Pastor's Message Archives

Looking back at the weekly messages of Father Paul Counce, first published in The Carpenter, our weekly Parish Bulletin

Supporting our Cemetery

Published: October 13, 2019

Dear Parishioners and Friends,

            This weekend I’ll be away from the Parish, attending the annual convention of the Canon Law Society of America, which is in New Jersey this year. Father Tim Grimes will “sub” for me. As a “son” of St. Joseph Cathedral Parish ordained just this past May, we know him and he knows us, so I’m sure he’ll be a comfortable celebrant with you. Make him feel welcome! Make sure he eats a doughnut or two after the 8:30 Mass on Sunday morning!

Also this weekend members of the St. Joseph Cemetery Fund Board will speak briefly after communion at each Mass. Their topic will be the “ministry” of cemetery preservation and maintenance. A cemetery is a sacred space, just like a church building, wherein the bodies of the faithful rest in anticipation of their final resurrection from the dead. Our Parish owns two historic cemeteries in Baton Rouge: St. Joseph Catholic Cemetery on Main Street behind the old Goudchaux’ building, and Highland Cemetery on Oxford Street just past the south gates of LSU. Each of us should care about and help reverence these holy places. Particularly if you have family buried there, you will with to visit their gravesites soon, and “spruce up” their resting places there.

The Cemetery Fund Board also is hopeful that you’ll especially support St. Joseph Cemetery with a financial contribution. So much could be done to maintain and even upgrade the cemetery if only we had more funds!
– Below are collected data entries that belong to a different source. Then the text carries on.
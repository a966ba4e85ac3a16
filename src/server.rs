//! Unix socket front end.
//!
//! Accepts SSH agent clients and feeds each length-prefixed message to a
//! shared [`AgentHandler`]. Requests from all connections are serialized
//! through one mutex, so at most one device exchange is in flight.
//!
//! # Example
//!
//! ```ignore
//! use std::sync::Arc;
//! use tokio::sync::Mutex;
//! use ledger_ssh_agent::server::AgentListener;
//!
//! let listener = AgentListener::bind("/tmp/ledger-agent.sock").await?;
//! listener.serve(Arc::new(Mutex::new(handler))).await?;
//! ```

use std::io;
use std::os::unix::fs::PermissionsExt;
use std::path::{Path, PathBuf};
use std::sync::Arc;

use bytes::Bytes;
use tokio::io::{AsyncReadExt, AsyncWriteExt};
use tokio::net::{UnixListener, UnixStream};
use tokio::sync::Mutex;

use crate::error::{DecodeError, Result};
use crate::handler::{message, AgentHandler, MAX_MESSAGE_SIZE};
use crate::transport::Transport;

/// Agent socket listener. Removes the socket file on drop.
pub struct AgentListener {
    listener: UnixListener,
    path: PathBuf,
}

impl AgentListener {
    /// Bind to `path`, replacing a stale socket, readable by the owner only.
    pub async fn bind(path: impl AsRef<Path>) -> Result<Self> {
        let path = path.as_ref().to_path_buf();

        if path.exists() {
            std::fs::remove_file(&path)?;
        }

        let listener = UnixListener::bind(&path)?;
        std::fs::set_permissions(&path, std::fs::Permissions::from_mode(0o600))?;
        tracing::debug!("Agent listening on {}", path.display());

        Ok(Self { listener, path })
    }

    /// Get the socket path.
    pub fn path(&self) -> &Path {
        &self.path
    }

    /// Accept a single client.
    pub async fn accept(&self) -> Result<UnixStream> {
        let (stream, _addr) = self.listener.accept().await?;
        Ok(stream)
    }

    /// Serve clients until accepting fails.
    pub async fn serve<T>(self, handler: Arc<Mutex<AgentHandler<T>>>) -> Result<()>
    where
        T: Transport + Send + 'static,
    {
        loop {
            let stream = self.accept().await?;
            let handler = handler.clone();
            tokio::spawn(async move {
                if let Err(e) = serve_connection(stream, handler).await {
                    tracing::error!("Agent connection error: {}", e);
                }
            });
        }
    }
}

impl Drop for AgentListener {
    fn drop(&mut self) {
        let _ = std::fs::remove_file(&self.path);
    }
}

/// Answer messages on one connection until the client hangs up.
pub async fn serve_connection<T>(
    mut stream: UnixStream,
    handler: Arc<Mutex<AgentHandler<T>>>,
) -> Result<()>
where
    T: Transport + Send + 'static,
{
    loop {
        let mut prefix = [0u8; 4];
        match stream.read_exact(&mut prefix).await {
            Ok(_) => {}
            Err(e) if e.kind() == io::ErrorKind::UnexpectedEof => return Ok(()),
            Err(e) => return Err(e.into()),
        }

        let len = u32::from_be_bytes(prefix) as usize;
        if len > MAX_MESSAGE_SIZE - 4 {
            tracing::warn!("Agent message of {} bytes exceeds limit", len);
            return Err(DecodeError::TooLarge(len).into());
        }

        let mut request = vec![0u8; 4 + len];
        request[..4].copy_from_slice(&prefix);
        stream.read_exact(&mut request[4..]).await?;

        let handler = handler.clone();
        let outcome = tokio::task::spawn_blocking(move || handler.blocking_lock().handle(&request))
            .await
            .map_err(io::Error::other)?;

        let reply: Bytes = match outcome {
            Ok(reply) => reply,
            // The handler gives no reply here (device denial, malformed
            // input). The socket still answers so the client is not left
            // waiting; in-process callers of `handle` see the `Err`.
            Err(e) => {
                tracing::warn!("Agent request failed: {}", e);
                message::failure()
            }
        };
        stream.write_all(&reply).await?;
    }
}

#[cfg(test)]
mod tests {
    use super::*;
    use std::time::Duration;

    use crate::device::LedgerSsh;
    use crate::exchange::Exchange;
    use crate::handler::AgentContext;
    use crate::transport::SimulatedTransport;

    fn shared_handler() -> Arc<Mutex<AgentHandler<SimulatedTransport>>> {
        let exchange = Exchange::builder(SimulatedTransport::new())
            .read_timeout(Duration::from_millis(20))
            .poll_interval(Duration::from_millis(1))
            .build();
        let context = AgentContext::new(LedgerSsh::new(exchange), Vec::new());
        Arc::new(Mutex::new(AgentHandler::new(context)))
    }

    async fn round_trip(stream: &mut UnixStream, request: &[u8]) -> Vec<u8> {
        stream.write_all(request).await.unwrap();
        let mut prefix = [0u8; 4];
        stream.read_exact(&mut prefix).await.unwrap();
        let mut body = vec![0u8; u32::from_be_bytes(prefix) as usize];
        stream.read_exact(&mut body).await.unwrap();
        [prefix.to_vec(), body].concat()
    }

    #[tokio::test]
    async fn test_serves_requests_over_socket() {
        let dir = tempfile::tempdir().unwrap();
        let path = dir.path().join("agent.sock");

        let listener = AgentListener::bind(&path).await.unwrap();
        let mode = std::fs::metadata(&path).unwrap().permissions().mode();
        assert_eq!(mode & 0o777, 0o600);

        tokio::spawn(listener.serve(shared_handler()));

        let mut stream = UnixStream::connect(&path).await.unwrap();
        assert_eq!(
            round_trip(&mut stream, &[0, 0, 0, 1, 11]).await,
            vec![0, 0, 0, 5, 12, 0, 0, 0, 0]
        );

        // Unsupported opcode: generic failure, connection stays usable.
        assert_eq!(round_trip(&mut stream, &[0, 0, 0, 1, 99]).await, vec![0, 0, 0, 1, 5]);
        assert_eq!(
            round_trip(&mut stream, &[0, 0, 0, 1, 11]).await,
            vec![0, 0, 0, 5, 12, 0, 0, 0, 0]
        );
    }

    #[tokio::test]
    async fn test_denied_sign_answers_failure() {
        let key = crate::codec::PublicKeyBlob::from_bytes(vec![0xAB; 8]);
        let mut device = SimulatedTransport::new();
        device.queue_response(&[], crate::protocol::StatusWord::USER_REJECTED);
        let exchange = Exchange::builder(device)
            .read_timeout(Duration::from_millis(20))
            .poll_interval(Duration::from_millis(1))
            .build();

        let mut identity: crate::identity::Identity = "host".parse().unwrap();
        identity.set_cached_public_key(key.clone());
        let context = AgentContext::new(LedgerSsh::new(exchange), vec![identity]);
        let handler = Arc::new(Mutex::new(AgentHandler::new(context)));

        let dir = tempfile::tempdir().unwrap();
        let path = dir.path().join("agent.sock");
        let listener = AgentListener::bind(&path).await.unwrap();
        tokio::spawn(listener.serve(handler.clone()));

        let mut body = bytes::BytesMut::new();
        bytes::BufMut::put_u8(&mut body, message::opcode::SIGN_REQUEST);
        crate::codec::put_string(&mut body, key.as_bytes());
        crate::codec::put_string(&mut body, b"challenge");
        bytes::BufMut::put_u32(&mut body, 0);
        let request = crate::codec::wrap_length(&body);

        let mut stream = UnixStream::connect(&path).await.unwrap();
        assert_eq!(round_trip(&mut stream, &request).await, vec![0, 0, 0, 1, 5]);

        // The handler itself reports the denial.
        let mut handler = handler.lock().await;
        handler
            .context_mut()
            .device_mut()
            .exchange_mut()
            .transport_mut()
            .queue_response(&[], crate::protocol::StatusWord::USER_REJECTED);
        assert!(handler.handle(&request).is_err());
    }

    #[tokio::test]
    async fn test_stale_socket_replaced_and_removed_on_drop() {
        let dir = tempfile::tempdir().unwrap();
        let path = dir.path().join("agent.sock");
        std::fs::write(&path, b"stale").unwrap();

        let listener = AgentListener::bind(&path).await.unwrap();
        assert_eq!(listener.path(), path.as_path());
        drop(listener);
        assert!(!path.exists());
    }

    #[tokio::test]
    async fn test_oversized_message_closes_connection() {
        let dir = tempfile::tempdir().unwrap();
        let path = dir.path().join("agent.sock");
        let listener = AgentListener::bind(&path).await.unwrap();

        let client = tokio::spawn({
            let path = path.clone();
            async move {
                let mut stream = UnixStream::connect(&path).await.unwrap();
                stream.write_all(&[0, 0, 0x40, 0]).await.unwrap();
                let mut buf = Vec::new();
                stream.read_to_end(&mut buf).await.unwrap();
                buf
            }
        });

        let stream = listener.accept().await.unwrap();
        let err = serve_connection(stream, shared_handler()).await.unwrap_err();
        assert!(matches!(
            err,
            crate::error::Error::Decode(DecodeError::TooLarge(0x4000))
        ));
        assert!(client.await.unwrap().is_empty());
    }
}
If you have cash or your checkbook with you, reach for one of the yellow envelopes in the pews and mark it “Cemetery Fund,” placing it into the collection basket this week or next. If not, remember your help is welcome at any time, in any collection or here at the Parish Office. Members of the Board will also be at the Masses this weekend to help.

It’s appropriate to dwell on this since the upcoming month of November is traditionally a time to show our respect for the faithful departed. Not everyone who dies is worthy of heaven at that moment, but our prayers and sacrifices on their behalf can assist in the purification of those whose sins betrayed them. If their final choice was repentance, then indeed eternal happiness still remains an eventual possibility for them.

November in fact begins with a great and favorite feast of the Church. All Saints’ Day on November 1 is a holy day of obligation when we honor and beg intercession of all of those who have joined the Lord in heavenly glory. Many saints are known and in more recent centuries have been “canonized,” that is, officially recognized by the Church as living now in glory. Yet surely there are countless others, “known but to God,” whose example on earth and prayers from heaven assist us who remain in living holy Christian lives. All Saints’ Day is their day, as we rejoice in their victory. This year it will fall on a Friday, so we’ll celebrate it with Masses at 7:30 am and 12 noon that day. Later that afternoon, at 4 pm at St. Joseph Cemetery itself, I’ll lead a small ceremony of prayer and blessing for that sacred place, to which everyone’s invited.

Before we remember the dead on All Saints’ Day, however, we’ll celebrate with the living of our Parish, on GRAND Day, Sunday, October 20! Do your best to come, and bring your grandchildren (and your grandparents and your children and all of their friends!) to that day’s 10:30 am Mass and the party we’ll have in the Hall and all over Cathedral Square right afterwards! It’s sort of like our “Parish Picnic,” a wonderful time for all of us! I promise it will be GRAND!